(Beginning of Excerpted records)

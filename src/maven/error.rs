//! Error types for the Maven release pipeline.
//!
//! Every variant is fatal to the run: nothing in the pipeline retries or
//! recovers, the error is propagated to the CLI which prints it and exits.

use std::path::{Path, PathBuf};
use thiserror::Error;

/// Result type alias for pipeline operations
pub type Result<T> = std::result::Result<T, Error>;

/// Errors raised while resolving versions, assembling, signing or publishing artifacts.
#[derive(Error, Debug)]
pub enum Error {
    /// Free-form failure, usually produced by [`bail!`](crate::bail)
    #[error("{0}")]
    GenericError(String),

    /// Raw IO error without path context
    #[error("IO error: {0}")]
    IoError(#[from] std::io::Error),

    /// IO error annotated with the operation and the path involved
    #[error("{context} `{}`: {error}", .path.display())]
    Fs {
        /// What was being done
        context: &'static str,
        /// Path the operation touched
        path: PathBuf,
        /// Underlying error
        #[source]
        error: std::io::Error,
    },

    /// External tool could not be spawned at all
    #[error("failed to run `{command}`: {error}")]
    CommandFailed {
        /// Command line as logged
        command: String,
        /// Spawn error
        error: std::io::Error,
    },

    /// External tool ran and exited unsuccessfully
    #[error("`{command}` failed ({status})\nstdout:\n{stdout}\nstderr:\n{stderr}")]
    ToolFailed {
        /// Command line as logged
        command: String,
        /// Exit status description
        status: String,
        /// Captured standard output
        stdout: String,
        /// Captured standard error
        stderr: String,
    },

    /// Required external tool is not on PATH
    #[error("required tool `{tool}` not found in PATH: {reason}")]
    ToolNotFound {
        /// Tool name
        tool: String,
        /// Lookup failure
        reason: String,
    },

    /// Version tag does not have the `v1.2.3.4` shape
    #[error("could not parse version tag `{tag}` (expected format v1.2.3.4)")]
    InvalidTag {
        /// Offending tag text
        tag: String,
    },

    /// Required environment variable is unset or empty
    #[error("environment variable {variable} is required but not set")]
    MissingEnvironment {
        /// Variable name
        variable: &'static str,
    },

    /// A platform archive contributed no native library entries
    #[error("no `{prefix}*` entries found in {}", .archive.display())]
    MissingNativeLibrary {
        /// Archive that was scanned
        archive: PathBuf,
        /// Entry name prefix that was expected
        prefix: &'static str,
    },

    /// The same entry name was contributed twice to one archive
    #[error("duplicate entry `{name}` from {}", .archive.display())]
    DuplicateEntry {
        /// Entry name
        name: String,
        /// Archive the second copy came from
        archive: PathBuf,
    },

    /// An artifact that must exist before publishing is missing
    #[error("required artifact is missing: {}", .0.display())]
    MissingArtifact(PathBuf),

    /// The publishing endpoint rejected the upload
    #[error("upload rejected with HTTP {status}: {body}")]
    Upload {
        /// HTTP status code
        status: u16,
        /// Response body
        body: String,
    },

    /// ZIP read/write errors
    #[error("archive error: {0}")]
    Zip(#[from] zip::result::ZipError),

    /// Template rendering errors
    #[error("template error: {0}")]
    Template(#[from] handlebars::RenderError),

    /// HTTP transport errors
    #[error("HTTP error: {0}")]
    Http(#[from] reqwest::Error),

    /// Directory traversal errors
    #[error("directory walk error: {0}")]
    WalkDir(#[from] walkdir::Error),

    /// Path prefix stripping errors
    #[error("path error: {0}")]
    StripPrefix(#[from] std::path::StripPrefixError),
}

/// Attach path context to IO results.
pub trait ErrorExt<T> {
    /// Wrap an IO error with the operation being performed and the path involved.
    fn fs_context(self, context: &'static str, path: impl AsRef<Path>) -> Result<T>;
}

impl<T> ErrorExt<T> for std::result::Result<T, std::io::Error> {
    fn fs_context(self, context: &'static str, path: impl AsRef<Path>) -> Result<T> {
        self.map_err(|error| Error::Fs {
            context,
            path: path.as_ref().to_path_buf(),
            error,
        })
    }
}

/// Convert options and results into pipeline errors with a message.
pub trait Context<T> {
    /// Attach a message; for results the original error is appended.
    fn context<C: std::fmt::Display>(self, message: C) -> Result<T>;
}

impl<T> Context<T> for Option<T> {
    fn context<C: std::fmt::Display>(self, message: C) -> Result<T> {
        self.ok_or_else(|| Error::GenericError(message.to_string()))
    }
}

impl<T> Context<T> for Result<T> {
    fn context<C: std::fmt::Display>(self, message: C) -> Result<T> {
        self.map_err(|e| Error::GenericError(format!("{message}: {e}")))
    }
}

/// Return early with a [`Error::GenericError`] built from a format string.
#[macro_export]
macro_rules! bail {
    ($($arg:tt)*) => {
        return Err($crate::maven::Error::GenericError(format!($($arg)*)))
    };
}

(End of Excerpted records)

What is being asked: The expected result is a copy of each line in the records where "Captured" appears.

Result of this exercise:
        /// Captured standard output
        /// Captured standard error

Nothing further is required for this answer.